• The problem
The answer is to be an exact copy of the lines below running from the line with "return MAX_VALUE_LIFETIME;" down to the line with "pub fn fingerprint(&self)", both ends included, and nothing more.

::: Dataset extract

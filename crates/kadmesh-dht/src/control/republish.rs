//! Periodic maintenance
//!
//! Four independent jobs, each driven by its own timer in the facade:
//! routing maintenance (probe one doubtful contact, refresh idle buckets),
//! original republish of values this node created, cache republish of
//! values other nodes stored here, and expiry.

use super::DhtControl;
use crate::db::value::StoredValue;
use crate::node_id::NodeId;
use crate::rpc::{DhtTransportExt, Priority};
use std::collections::HashMap;
use std::sync::Arc;
use std::time::Instant;

/// What one maintenance pass did
#[derive(Debug, Clone, Copy, Default, PartialEq, Eq)]
pub struct MaintenanceReport {
    /// Contacts probed
    pub pinged: usize,
    /// Buckets refreshed by a lookup
    pub refreshed: usize,
    /// Keys republished
    pub republished: usize,
    /// Values sent to nodes that lacked them
    pub values_sent: usize,
    /// Values expired
    pub expired: usize,
}

impl DhtControl {
    /// Router tick: update transport estimates, probe the contact most in
    /// need of it and refresh idle buckets. Skipped while suspended.
    pub async fn maintain_routing(self: &Arc<Self>) -> MaintenanceReport {
        let mut report = MaintenanceReport::default();
        if self.is_suspended() {
            return report;
        }
        self.transport.tick();

        let now = Instant::now();
        let candidate = self.router().contact_to_ping(now);
        if let Some(contact) = candidate {
            report.pinged = 1;
            if let Err(e) = self.ping(&contact, Priority::Low).await {
                tracing::trace!("Maintenance ping to {} failed: {}", contact, e);
            }
        }

        if self.router().is_empty() {
            return report;
        }
        let targets = self.router().refresh_targets(now);
        for target in targets {
            self.lookup_nodes(target, false).await;
            report.refreshed += 1;
        }
        if report.refreshed > 0 {
            tracing::debug!("Refreshed {} buckets", report.refreshed);
        }
        report
    }

    /// Republish this node's values whose republish interval has elapsed
    pub async fn republish_originals(self: &Arc<Self>) -> MaintenanceReport {
        self.republish_local(false).await
    }

    /// Republish every value this node originated, due or not
    pub async fn republish_all_originals(self: &Arc<Self>) -> MaintenanceReport {
        self.republish_local(true).await
    }

    async fn republish_local(self: &Arc<Self>, all: bool) -> MaintenanceReport {
        let mut report = MaintenanceReport::default();
        if self.is_suspended() {
            return report;
        }
        let now = Instant::now();
        let default_interval = self.config.original_republish_interval();
        let local = self.db.local_values();
        let due: Vec<StoredValue> = {
            let published = self.published.lock().unwrap_or_else(|e| e.into_inner());
            local
                .into_iter()
                .filter(|v| {
                    let interval = v.replication_control.republish_interval(default_interval);
                    all || published
                        .get(&v.key)
                        .is_none_or(|at| now.saturating_duration_since(*at) >= interval)
                })
                .collect()
        };

        for value in due {
            let key = value.key;
            self.mark_published(key);
            match self.replicate(value, Priority::Low).await {
                Ok(result) => {
                    report.republished += 1;
                    report.values_sent += result.acks;
                }
                Err(e) => tracing::debug!("Republish of {} failed: {}", key, e),
            }
        }
        if report.republished > 0 {
            tracing::info!("Republished {} original values", report.republished);
        }
        report
    }

    /// Push cached values to the current closest nodes of each key.
    ///
    /// Each holder is first asked which values it lacks, so values it
    /// already has are not resent.
    pub async fn republish_cache(self: &Arc<Self>) -> MaintenanceReport {
        let mut report = MaintenanceReport::default();
        if self.is_suspended() || self.is_sleeping() {
            return report;
        }

        let mut by_key: HashMap<NodeId, Vec<StoredValue>> = HashMap::new();
        for value in self.db.stored_values() {
            by_key.entry(value.key).or_default().push(value);
        }

        let options = self.options(Priority::Low);
        for (key, values) in by_key {
            let entries: Vec<(NodeId, u64)> = values.iter().map(|v| (key, v.fingerprint())).collect();
            let closest = self.lookup_nodes(key, false).await;
            for contact in closest {
                let missing = match self
                    .transport
                    .query_store(&contact, entries.clone(), options)
                    .await
                {
                    Ok(missing) => {
                        self.reply_received(&contact, &[]);
                        missing
                    }
                    Err(e) => {
                        self.request_failed(&contact, &e);
                        continue;
                    }
                };
                let send: Vec<StoredValue> = missing
                    .iter()
                    .filter_map(|&i| values.get(i as usize).cloned())
                    .collect();
                if send.is_empty() {
                    continue;
                }
                let count = send.len();
                if self.store_to(&contact, send, options).await.is_ok() {
                    report.values_sent += count;
                }
            }
            report.republished += 1;
        }
        if report.values_sent > 0 {
            tracing::debug!(
                "Cache republish sent {} values across {} keys",
                report.values_sent,
                report.republished
            );
        }
        report
    }

    /// Drop values past their lifetime
    pub fn expire_values(&self) -> MaintenanceReport {
        MaintenanceReport {
            expired: self.db.expire(Instant::now()),
            ..MaintenanceReport::default()
        }
    }
}
//! Inbound request handling
//!
//! Every request refreshes the sender in the routing table before it is
//! served. STOREs must carry the anti-spoof token this node issued to the
//! sender's address in an earlier FIND_NODE reply, which proves the sender
//! can receive traffic at the address it claims.

use super::DhtControl;
use crate::bloom::address_key;
use crate::contact::Contact;
use crate::db::DbLookup;
use crate::rpc::RequestHandler;
use crate::rpc::messages::{FindValueReply, RemoteStats, Reply, Request, StoreOutcome};
use std::net::SocketAddr;

/// Issues and checks anti-spoof tokens.
///
/// A token is a keyed hash of the requester's IP under a per-instance
/// secret, so it survives NAT port changes but not a restart.
pub struct SpoofTokens {
    secret: [u8; 32],
}

impl SpoofTokens {
    /// Create with a random secret
    #[must_use]
    pub fn new() -> Self {
        Self {
            secret: rand::random(),
        }
    }

    /// Token for `addr`
    #[must_use]
    pub fn token_for(&self, addr: &SocketAddr) -> u32 {
        let hash = blake3::keyed_hash(&self.secret, &address_key(addr));
        let mut bytes = [0u8; 4];
        bytes.copy_from_slice(&hash.as_bytes()[..4]);
        u32::from_be_bytes(bytes)
    }

    /// Whether `token` is the one issued to `addr`
    #[must_use]
    pub fn verify(&self, addr: &SocketAddr, token: u32) -> bool {
        self.token_for(addr) == token
    }
}

impl Default for SpoofTokens {
    fn default() -> Self {
        Self::new()
    }
}

impl std::fmt::Debug for SpoofTokens {
    fn fmt(&self, f: &mut std::fmt::Formatter<'_>) -> std::fmt::Result {
        f.write_str("SpoofTokens")
    }
}

impl RequestHandler for DhtControl {
    fn handle_request(&self, from: &Contact, request: Request) -> Reply {
        if from.id != self.local_id {
            self.router().contact_seen(from.clone(), true);
        }

        match request {
            Request::Ping => Reply::Pong,

            Request::Store {
                spoof_token,
                values,
            } => {
                if !self.spoof.verify(&from.addr, spoof_token) {
                    tracing::debug!("Store from {} with bad spoof token", from);
                    return Reply::Store(StoreOutcome::SpoofRejected);
                }
                tracing::trace!("Store of {} values from {}", values.len(), from);
                Reply::Store(self.db.store_remote(from, from.addr, values))
            }

            Request::FindNode { target } => Reply::FindNode {
                contacts: self.router().find_closest(&target, self.config.k),
                spoof_token: self.spoof.token_for(&from.addr),
            },

            Request::FindValue { key, max_values } => {
                match self.db.get(&key, usize::from(max_values)) {
                    DbLookup::Blocked(block) => Reply::FindValue(FindValueReply::Blocked(block)),
                    DbLookup::Values {
                        values,
                        diversification: None,
                    } if values.is_empty() => {
                        Reply::FindValue(FindValueReply::NotFound {
                            contacts: self.router().find_closest(&key, self.config.k),
                        })
                    }
                    DbLookup::Values {
                        values,
                        diversification,
                    } => Reply::FindValue(FindValueReply::Found {
                        values,
                        diversification,
                    }),
                }
            }

            Request::KeyBlock(block) => {
                let key = block.key;
                match self.db.apply_key_block(block) {
                    Ok(_) => Reply::KeyBlock { accepted: true },
                    Err(e) => {
                        tracing::debug!("Rejected key-block for {} from {}: {}", key, from, e);
                        Reply::KeyBlock { accepted: false }
                    }
                }
            }

            Request::QueryStore { entries } => Reply::QueryStore {
                missing: self.db.query_store(&entries),
            },

            Request::Stats => {
                let db = self.db.stats();
                Reply::Stats(RemoteStats {
                    db_keys: db.keys as u64,
                    db_values: (db.remote_values + db.local_values) as u64,
                    contacts: self.router().len() as u64,
                    uptime_secs: self.started.elapsed().as_secs(),
                })
            }
        }
    }
}
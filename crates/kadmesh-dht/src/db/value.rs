//! Stored values and replication control

use crate::config::MAX_VALUE_LIFETIME;
use crate::contact::Contact;
use crate::db::diversify::DiversificationType;
use crate::node_id::NodeId;
use serde::{Deserialize, Serialize};
use std::time::{Duration, SystemTime, UNIX_EPOCH};

/// Largest payload a put accepts; leaves room for the STORE envelope in
/// one datagram
pub const MAX_VALUE_SIZE: usize = 63 * 1024;

/// Replication control byte.
///
/// Low nibble is the number of acknowledgements a put needs (0 means 1),
/// high nibble the republish interval in hours (0 means the configured
/// default). `0xFF` is the default marker.
#[derive(Debug, Clone, Copy, PartialEq, Eq, Hash, Serialize, Deserialize)]
pub struct ReplicationControl(pub u8);

impl ReplicationControl {
    /// Quorum 1, configured republish interval
    pub const DEFAULT: Self = Self(0xFF);

    /// Build from a quorum and a republish interval in hours, each 0..=15
    #[must_use]
    pub fn new(quorum: u8, republish_hours: u8) -> Self {
        Self((republish_hours.min(15) << 4) | quorum.min(15))
    }

    /// Acknowledgements required for a put to succeed
    #[must_use]
    pub fn quorum(self) -> usize {
        if self == Self::DEFAULT {
            return 1;
        }
        usize::from(self.0 & 0x0F).max(1)
    }

    /// Republish interval, or `default` when unspecified
    #[must_use]
    pub fn republish_interval(self, default: Duration) -> Duration {
        if self == Self::DEFAULT {
            return default;
        }
        match self.0 >> 4 {
            0 => default,
            hours => Duration::from_secs(u64::from(hours) * 60 * 60),
        }
    }
}

impl Default for ReplicationControl {
    fn default() -> Self {
        Self::DEFAULT
    }
}

/// One value stored under a key
#[derive(Debug, Clone, PartialEq, Eq, Serialize, Deserialize)]
pub struct StoredValue {
    /// Key the value lives under
    pub key: NodeId,
    /// Opaque payload; empty means "delete the originator's value"
    pub payload: Vec<u8>,
    /// Application flags
    pub flags: u8,
    /// Lifetime in hours; 0 means the maximum
    pub life_hours: u8,
    /// Replication control
    pub replication_control: ReplicationControl,
    /// Node that created the value
    pub originator: Contact,
    /// Creation time, milliseconds since the Unix epoch
    pub created_ms: u64,
    /// Per-originator version; higher replaces lower
    pub version: u32,
    /// Whether this node originated the value
    #[serde(skip)]
    pub local: bool,
    /// Diversification of the key when the value was returned
    #[serde(skip)]
    pub diversification: DiversificationType,
}

impl StoredValue {
    /// Time the value survives without a refresh, capped at the global maximum
    #[must_use]
    pub fn lifetime(&self) -> Duration {
        if self.life_hours == 0 {
            return MAX_VALUE_LIFETIME;
        }
        Duration::from_secs(u64::from(self.life_hours) * 60 * 60).min(MAX_VALUE_LIFETIME)
    }

    /// Whether this value deletes its originator's earlier value
    #[must_use]
    pub fn is_deletion(&self) -> bool {
        self.payload.is_empty()
    }

    /// Compact identity of (originator, version, payload), used by
    /// QUERY_STORE to ask whether a holder already has this exact value
    #[must_use]
    pub fn fingerprint(&self) -> u64 {
        let mut hasher = blake3::Hasher::new();
        hasher.update(self.originator.id.as_bytes());
        hasher.update(&self.version.to_be_bytes());
        hasher.update(&self.payload);
        let hash = hasher.finalize();
        let mut bytes = [0u8; 8];
        bytes.copy_from_slice(&hash.as_bytes()[..8]);
        u64::from_be_bytes(bytes)
    }

    /// Total bytes the value accounts for in storage limits
    #[must_use]
    pub fn storage_size(&self) -> usize {
        // 4 bytes of bookkeeping so zero-length stores still count
        self.payload.len() + 4
    }
}

/// Milliseconds since the Unix epoch
#[must_use]
pub fn now_ms() -> u64 {
    SystemTime::now()
        .duration_since(UNIX_EPOCH)
        .map(|d| d.as_millis() as u64)
        .unwrap_or_default()
}

/// Seconds since the Unix epoch
#[must_use]
pub fn now_secs() -> u64 {
    now_ms() / 1000
}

::::::

• Exercise result
            return MAX_VALUE_LIFETIME;
        }
        Duration::from_secs(u64::from(self.life_hours) * 60 * 60).min(MAX_VALUE_LIFETIME)
    }

    /// Whether this value deletes its originator's earlier value
    #[must_use]
    pub fn is_deletion(&self) -> bool {
        self.payload.is_empty()
    }

    /// Compact identity of (originator, version, payload), used by
    /// QUERY_STORE to ask whether a holder already has this exact value
    #[must_use]
    pub fn fingerprint(&self) -> u64 {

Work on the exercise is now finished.